If medical attention is delayed or not available, bystanders should move the person with hypothermia to shelter or a warm room. Any wet clothing should be removed. The center of the body should be warmed first with heated blankets or skin-to-skin contact under layers of dry blankets, sheets or towels.
Warm drinks can help a person with hypothermia, as long as they are not alcoholic beverages. Alcohol can cause the body to lose heat more rapidly, Marzo pointed out. He recommended victims be given warm, sweet beverages such as hot chocolate to help maintain their body temperature.

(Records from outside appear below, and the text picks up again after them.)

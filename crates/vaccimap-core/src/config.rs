// ── Runtime connection configuration ──
//
// These types describe how to reach the database and how the controller
// behaves. They carry credential data but never touch disk; the CLI
// builds a `ControllerConfig` and hands it in.

use std::path::PathBuf;
use std::time::Duration;

use secrecy::SecretString;
use url::Url;

use crate::model::SiteKind;

/// Names of the remote collections, one per site kind.
#[derive(Debug, Clone, PartialEq, Eq)]
pub struct Collections {
    pub testing: String,
    pub vaccination: String,
}

impl Default for Collections {
    fn default() -> Self {
        Self {
            testing: SiteKind::TestingSite.default_collection().into(),
            vaccination: SiteKind::VaccinationSite.default_collection().into(),
        }
    }
}

impl Collections {
    pub fn name(&self, kind: SiteKind) -> &str {
        match kind {
            SiteKind::TestingSite => &self.testing,
            SiteKind::VaccinationSite => &self.vaccination,
        }
    }
}

/// TLS verification strategy.
#[derive(Debug, Clone, Default, PartialEq, Eq)]
pub enum TlsVerification {
    /// Built-in root store.
    #[default]
    SystemDefaults,
    /// Additionally trust a custom CA certificate file.
    CustomCa(PathBuf),
}

/// Configuration for one database connection.
#[derive(Debug, Clone)]
pub struct ControllerConfig {
    /// Database URL (e.g. `https://project-default-rtdb.firebaseio.com`).
    pub database_url: Url,
    /// Auth token sent with every request, if the rules require one.
    pub auth_token: Option<SecretString>,
    pub collections: Collections,
    pub tls: TlsVerification,
    /// Request timeout for REST calls.
    pub timeout: Duration,
    /// How long one-shot callers wait for the initial replay.
    pub sync_timeout: Duration,
    /// Removing a site deletes its comments too.
    pub cascade_comments: bool,
}

impl ControllerConfig {
    pub fn new(database_url: Url) -> Self {
        Self {
            database_url,
            auth_token: None,
            collections: Collections::default(),
            tls: TlsVerification::default(),
            timeout: Duration::from_secs(30),
            sync_timeout: Duration::from_secs(15),
            cascade_comments: true,
        }
    }
}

In frostbite, exposure to freezing temperatures causes numbness and a loss of color in the affected areas. In extreme cases, it can permanently damage the body, and result in amputation. Areas such as the nose, ears, cheeks, chin, fingers or toes are most vulnerable to frostbite.
As soon as skin becomes numb, appears red, white or grayish-yellow or feels unusually firm or waxy, it's time to warm up and get out of the cold, Marzo cautioned.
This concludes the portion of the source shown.